Sadie battled the dead for hours. The voices, the dark tunnel, the sounds of bones creaking, the image of Arthur Blackwood’s face glaring down at her.
“Murderer. Liar. Leave my son alone.”
Sadie jerked awake, terrified that Jake’s father was really in the room.
But Jake lay next to her instead. He had drifted asleep beside her, his arms around her, his face so near that his beard stubble grazed her cheek.
He was so handsome he took her breath away.
Tears threatened again, the urge to kiss him making her ache with desire. She had tried dating a few times, but her heart just hadn’t been in it.
Because she’d given her heart to Jake when she was seventeen.
And she’d been terrified of loving again.
Besides, no other man had ever touched her the way he had. Not just physically but emotionally.
She had loved him as a young girl.
She loved him now.
Her heart pitched. But loving him meant she had to keep her secrets. And continue the lies.
Thankfully, the worst of the narcotics seemed to be dissipating, but fatigue still pulled at her limbs, so she curled back into
Jake’s arms. She wanted to kiss him, to make love to him, to feel his naked body pressed against hers.

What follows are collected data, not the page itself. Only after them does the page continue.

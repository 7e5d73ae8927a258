//! Low-level database operations and schema management.

pub use crate::errors::DatabaseError;
use rusqlite::{Connection, Transaction};
use std::path::Path;
use tracing::warn;

/// Database connection wrapper with schema management.
#[derive(Debug)]
pub struct Database {
    conn: Connection,
    db_path: String,
}

impl Database {
    /// Open (or create) a database at the specified path.
    pub fn open(path: impl AsRef<Path>) -> Result<Self, DatabaseError> {
        let path_str = path.as_ref().to_string_lossy().to_string();
        let conn =
            Connection::open(&path_str).map_err(|e| DatabaseError::Connection(e.to_string()))?;

        // Performance pragmas for faster bulk inserts
        conn.execute_batch(
            "PRAGMA synchronous = NORMAL;
             PRAGMA journal_mode = WAL;
             PRAGMA temp_store = MEMORY;",
        )
        .map_err(|e| DatabaseError::Initialization(e.to_string()))?;

        let mut db = Self {
            conn,
            db_path: path_str,
        };

        db.initialize_schema()?;
        Ok(db)
    }

    /// Initialize database schema.
    fn initialize_schema(&mut self) -> Result<(), DatabaseError> {
        self.conn
            .execute_batch(
                "-- Run-level items (configuration, summary)
                CREATE TABLE IF NOT EXISTS metadata (
                    key TEXT PRIMARY KEY,
                    value TEXT NOT NULL
                );

                -- One row per trial
                CREATE TABLE IF NOT EXISTS trials (
                    trial_id INTEGER PRIMARY KEY,
                    seed INTEGER NOT NULL,
                    outcome TEXT NOT NULL,
                    generations REAL NOT NULL,
                    time REAL NOT NULL,
                    events INTEGER NOT NULL,
                    final_org_count INTEGER NOT NULL,
                    births INTEGER NOT NULL,
                    deaths INTEGER NOT NULL,
                    tracked_births INTEGER NOT NULL,
                    tracked_deaths INTEGER NOT NULL
                );

                -- Snapshot rows of trials that kept their series
                CREATE TABLE IF NOT EXISTS timeseries (
                    trial_id INTEGER NOT NULL,
                    row_id INTEGER NOT NULL,
                    generations REAL NOT NULL,
                    time REAL NOT NULL,
                    mean_birth_rate REAL NOT NULL,
                    num_in_state TEXT NOT NULL, -- JSON array
                    tracked_orgs INTEGER NOT NULL,
                    lineages INTEGER NOT NULL,
                    birth_rate_variance REAL NOT NULL,
                    PRIMARY KEY (trial_id, row_id)
                );

                CREATE INDEX IF NOT EXISTS idx_trials_outcome ON trials(outcome);",
            )
            .map_err(|e| DatabaseError::Initialization(e.to_string()))?;

        Ok(())
    }

    /// Begin a transaction for batched operations.
    pub fn transaction(&mut self) -> Result<Transaction<'_>, DatabaseError> {
        self.conn
            .transaction()
            .map_err(|e| DatabaseError::Transaction(e.to_string()))
    }

    /// Get reference to underlying connection.
    pub fn connection(&self) -> &Connection {
        &self.conn
    }

    /// Get database path.
    pub fn path(&self) -> &str {
        &self.db_path
    }

    /// Close the database and clean up WAL files.
    pub fn close(self) -> Result<(), DatabaseError> {
        if let Err(e) = self.conn.execute_batch(
            "PRAGMA wal_checkpoint(TRUNCATE);
             PRAGMA journal_mode = DELETE;",
        ) {
            warn!("Failed to checkpoint/truncate WAL: {e}");
        }

        self.conn
            .close()
            .map_err(|(_conn, e)| DatabaseError::Close(e.to_string()))?;

        for suffix in &["-wal", "-shm"] {
            let fname = format!("{}{}", self.db_path, suffix);
            if let Err(e) = std::fs::remove_file(&fname) {
                if e.kind() != std::io::ErrorKind::NotFound {
                    warn!("Failed to remove {fname}: {e}");
                }
            }
        }

        Ok(())
    }

    /// Get database statistics.
    pub fn stats(&self) -> Result<DatabaseStats, DatabaseError> {
        let mut stmt = self
            .conn
            .prepare("SELECT name FROM sqlite_master WHERE type='table' ORDER BY name")
            .map_err(|e| DatabaseError::Query(e.to_string()))?;

        let rows = stmt
            .query_map([], |row| row.get::<_, String>(0))
            .map_err(|e| DatabaseError::Query(e.to_string()))?;

        let mut tables = Vec::new();
        for row in rows {
            tables.push(row.map_err(|e| DatabaseError::Query(e.to_string()))?);
        }

        let count = |table: &str| -> Result<usize, DatabaseError> {
            self.conn
                .query_row(&format!("SELECT COUNT(*) FROM {table}"), [], |row| {
                    row.get::<_, i64>(0)
                })
                .map(|n| n as usize)
                .map_err(|e| DatabaseError::Query(e.to_string()))
        };

        Ok(DatabaseStats {
            trial_records: count("trials")?,
            timeseries_records: count("timeseries")?,
            tables,
        })
    }
}

/// Database statistics.
#[derive(Debug, Clone)]
pub struct DatabaseStats {
    pub trial_records: usize,
    pub timeseries_records: usize,
    pub tables: Vec<String>,
}

#[cfg(test)]
mod tests {
    use super::*;
    use tempfile::tempdir;

    #[test]
    fn test_database_creation() {
        let dir = tempdir().unwrap();
        let path = dir.path().join("runs.sqlite");

        let db = Database::open(&path).expect("Failed to create database");
        assert_eq!(db.path(), path.to_string_lossy());

        db.close().expect("Failed to close database");
        assert!(path.exists());
        assert!(!dir.path().join("runs.sqlite-wal").exists());
    }

    #[test]
    fn test_schema_initialization() {
        let dir = tempdir().unwrap();
        let db = Database::open(dir.path().join("schema.sqlite")).unwrap();
        let stats = db.stats().expect("Failed to get stats");

        for table in ["metadata", "trials", "timeseries"] {
            assert!(stats.tables.contains(&table.to_string()), "{table}");
        }
        assert_eq!(stats.trial_records, 0);
        assert_eq!(stats.timeseries_records, 0);
        db.close().unwrap();
    }

    #[test]
    fn test_transaction() {
        let dir = tempdir().unwrap();
        let mut db = Database::open(dir.path().join("tx.sqlite")).unwrap();
        let tx = db.transaction().expect("Failed to begin transaction");
        tx.execute(
            "INSERT INTO metadata (key, value) VALUES (?1, ?2)",
            ["k", "v"],
        )
        .unwrap();
        tx.commit().expect("Failed to commit transaction");

        // reopening keeps the schema and data
        let path = db.path().to_string();
        db.close().unwrap();
        let db = Database::open(&path).unwrap();
        let value: String = db
            .connection()
            .query_row("SELECT value FROM metadata WHERE key = 'k'", [], |r| r.get(0))
            .unwrap();
        assert_eq!(value, "v");
    }
}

She couldn’t act on that hunger, but she could savor his arms cradling her while she slept.
His breath bathed her face as she drifted away again. This time she dreamed that she had never left town, that her sister wasn’t ill, that Amelia hadn’t murdered Arthur Blackwood, that she and Jake had married and had a baby of their own.
They’d never stopped loving each other and had made love night and day for years. Her body tingled as his thigh brushed hers, her heart fluttering as she lifted her lips and pressed them to his neck. He moaned softly, and she placed one hand against his cheek and nibbled at his mouth.

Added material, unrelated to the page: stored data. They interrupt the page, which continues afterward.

//! Snapshots and trial recording through the public API.

use pfix_sim::base::Allele;
use pfix_sim::evolution::mutate;
use pfix_sim::genome::Organism;
use pfix_sim::simulation::{
    Condition, Configuration, Experiment, PopulationBuilder, StateEntry, StateParams, StateTable,
    TrialOptions, TrialOutcome, run_trials,
};
use pfix_sim::storage::{LineageTable, PopulationSnapshot, QueryBuilder, Recorder};
use rand::SeedableRng;
use rand::rngs::StdRng;
use std::sync::Arc;
use tempfile::tempdir;

fn always_mutating() -> StateEntry {
    StateEntry::new(StateParams {
        mut_rate_ben: 50.0,
        sel_coeff_ben: 0.1,
        birth_prefactor: 1.0,
        ..Default::default()
    })
    .unwrap()
}

#[test]
fn test_shared_handles_round_trip() {
    let a = Organism::new(3);
    let b = a.clone();
    let bytes = bincode::serialize(&LineageTable::encode([&a, &b])).unwrap();
    let (table, ids): (LineageTable, Vec<usize>) = bincode::deserialize(&bytes).unwrap();

    let mut handles = table.decode(&ids, 3).unwrap();
    assert_eq!(handles[0], handles[1]);

    let mut rng = StdRng::seed_from_u64(1);
    mutate(&mut handles[0], &always_mutating(), &mut rng);
    assert_eq!(handles[0].allele(), Allele::Beneficial);
    assert_eq!(handles[1].allele(), Allele::Neutral);
    assert_ne!(handles[0], handles[1]);
}

#[test]
fn test_snapshot_resume_matches_uninterrupted_run() {
    let entry = StateEntry::new(StateParams {
        mut_rate_ben: 0.01,
        mut_rate_del: 0.01,
        sel_coeff_ben: 0.1,
        sel_coeff_del: 0.1,
        birth_prefactor: 1.0,
        change_rate: 0.05,
        death_rate: 0.0,
    })
    .unwrap();
    let resident = StateEntry::new(StateParams {
        birth_prefactor: 1.0,
        ..Default::default()
    })
    .unwrap();
    let table = Arc::new(StateTable::new(vec![resident, entry, entry]));
    let builder = PopulationBuilder::new()
        .state_table(table)
        .founders(30, 0, Allele::Neutral, false)
        .founders(10, 1, Allele::Neutral, true);

    let mut straight = builder.build().unwrap();
    let mut rng = StdRng::seed_from_u64(17);
    for _ in 0..400 {
        straight.do_event(&mut rng);
    }

    let dir = tempdir().unwrap();
    let path = dir.path().join("pop.bin");
    PopulationSnapshot::capture(&straight).save(&path).unwrap();
    let mut resumed = PopulationSnapshot::load(&path).unwrap().restore().unwrap();

    // same generator state on both sides
    let mut rng_a = StdRng::seed_from_u64(18);
    let mut rng_b = StdRng::seed_from_u64(18);
    for _ in 0..400 {
        assert_eq!(straight.do_event(&mut rng_a), resumed.do_event(&mut rng_b));
    }
    assert_eq!(straight.counters(), resumed.counters());
    assert_eq!(straight.generations(), resumed.generations());
    assert_eq!(straight.lineage_count(), resumed.lineage_count());
    for st in 0..3 {
        assert_eq!(straight.num_in_state(st), resumed.num_in_state(st));
    }
    resumed.validate().unwrap();
}

#[test]
fn test_experiment_on_restored_population() {
    let table = Arc::new(StateTable::new(vec![
        StateEntry::new(StateParams {
            birth_prefactor: 1.0,
            ..Default::default()
        })
        .unwrap();
        3
    ]));
    let pop = PopulationBuilder::new()
        .state_table(table)
        .founders(5, 0, Allele::Neutral, false)
        .founders(5, 1, Allele::Neutral, true)
        .build()
        .unwrap();
    let mut restored = PopulationSnapshot::capture(&pop).restore().unwrap();
    restored.reset_counts();
    let mut exp = Experiment::new(restored).with_stop_condition(Condition::FixedOrLost);
    let outcome = exp.run(&mut StdRng::seed_from_u64(4), &mut ()).unwrap();
    assert!(matches!(outcome, TrialOutcome::Fixed | TrialOutcome::Lost));
}

#[test]
fn test_recorded_batch_reads_back() {
    let mut config = Configuration::default();
    config.execution.trials = 20;
    config.execution.seed = Some(2024);
    config.execution.snapshot = Condition::GenerationsSinceLastSnapshot(5.0);
    config.population.capacity = 20;

    let summary = run_trials(
        &config,
        &config.state_table(),
        TrialOptions { keep_series: true },
    )
    .unwrap();
    assert_eq!(summary.fixed + summary.lost, 20);

    let dir = tempdir().unwrap();
    let path = dir.path().join("batch.sqlite");
    let mut recorder = Recorder::new(&path, &config).unwrap();
    recorder.record_summary(&summary).unwrap();
    recorder.close().unwrap();

    let query = QueryBuilder::new(&path).unwrap();
    assert_eq!(query.get_full_config().unwrap(), config);
    let trials = query.get_trials().unwrap();
    assert_eq!(trials.len(), 20);
    for (stored, report) in trials.iter().zip(&summary.reports) {
        assert_eq!(stored.outcome, report.outcome);
        assert_eq!(stored.events, report.events);
        assert_eq!(query.get_series(stored.index).unwrap(), report.series);
    }
}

This time he groaned, then dragged her against him. His body felt hard and so masculine that heat seared her, and she deepened the kiss. He threaded his hands into her hair and claimed her mouth with his, whispering her name as he teased her body to life.
She eased the buttons on his shirt open and raked her hands across his chest. Another moan erupted from him, and he wrapped one leg around hers, pulling her so tightly against his body that his arousal pulsed between her thighs. He was thick and big and hard, eliciting memories of the first night they’d joined their bodies and become one.

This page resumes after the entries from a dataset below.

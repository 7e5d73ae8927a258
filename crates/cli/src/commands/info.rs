use anyhow::{Context, Result};
use pfix_sim::simulation::TrialOutcome;
use pfix_sim::storage::QueryBuilder;
use std::path::Path;

use crate::printing::print_parameters;

pub fn show_info(database: &Path) -> Result<()> {
    if !database.exists() {
        anyhow::bail!("Database {} not found", database.display());
    }
    let query = QueryBuilder::new(database).context("Failed to open database")?;
    let config = query
        .get_full_config()
        .context("Failed to get run configuration")?;
    let counts = query
        .get_outcome_counts()
        .context("Failed to count outcomes")?;

    println!("\n📊 Run Information");
    println!("{}", "=".repeat(50));
    print_parameters(&config);

    let total: usize = counts.values().sum();
    println!("\n🏁 Outcomes ({total} trials recorded)");
    for outcome in [
        TrialOutcome::Fixed,
        TrialOutcome::Lost,
        TrialOutcome::Extinct,
        TrialOutcome::Unresolved,
    ] {
        println!("  • {outcome}: {}", counts.get(&outcome).copied().unwrap_or(0));
    }
    if let Some(seed) = query.get_metadata_value("master_seed")? {
        println!("  • Master seed: {seed}");
    }

    query.close().context("Failed to close database")?;
    Ok(())
}
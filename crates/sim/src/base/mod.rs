//! Base types for genotype representation.
//!
//! The genome of an organism is a single tri-state allele.

mod allele;

pub use allele::Allele;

The hot need thrumming through her intensified, and she trailed kisses along his chest, desperate for more. For any morsel of love Jake had left to give.
Suddenly Jake’s hands were everywhere. On her face, her body, pulling at her shirt. She urged him on, begging him with her body to take her as she gasped for breath.
“Jake...”
“Sadie, God, I’ve missed you.”
“I missed you too,” she whispered.
He slid one hand inside her shirt and cupped her breast, and she groaned, needing him naked and closer to her. Wanting him with every fiber of her being.
But suddenly a door slammed somewhere in the distance. A voice yelled her name.
Jake must have heard the voice and the footsteps as well, because he tensed. The voice again.
Ms. Lettie was home.
Shivering with unspent desire, she looked up into Jake’s eyes. He was watching her, his breathing erratic, his shirt half open, his chest damp and red where her mouth had been.
Sadie struggled between reality and the fact that her body was still humming with need, and that she didn’t want him to stop.
Jake’s eyes darkened with a charged kind of animal hunger that she hadn’t seen from a man since she’d been with him.
But she also recognized other emotions in his eyes.
Regret. Anger. Denial.
Then he pushed himself off the bed and hastily buttoned his shirt. “I’m sorry, Sadie.”
“Jake—”
He pressed his finger over her lips. “Don’t say anything.”
Footsteps pounded on the wood floor below. “Sadie, are you up there?”
Sadie froze, rattled as she heard Ms. Lettie storming up the stairs. “I just wanted to see if you were okay, and if you’ve heard anything about Amelia.”
Sadie hurriedly straightened her clothing, and Jake moved to the door. Ms. Lettie hobbled in, her eyes widening when she spotted Jake in the doorway and Sadie on the bed.
“Oh, dear, I didn’t mean to interrupt.” She backed out of the doorway, but Jake caught her arm.
“No, don’t go. I was about to call you to stay with Sadie.”
Ms. Lettie frowned, then glanced at Sadie. “So you haven’t found Amelia yet?”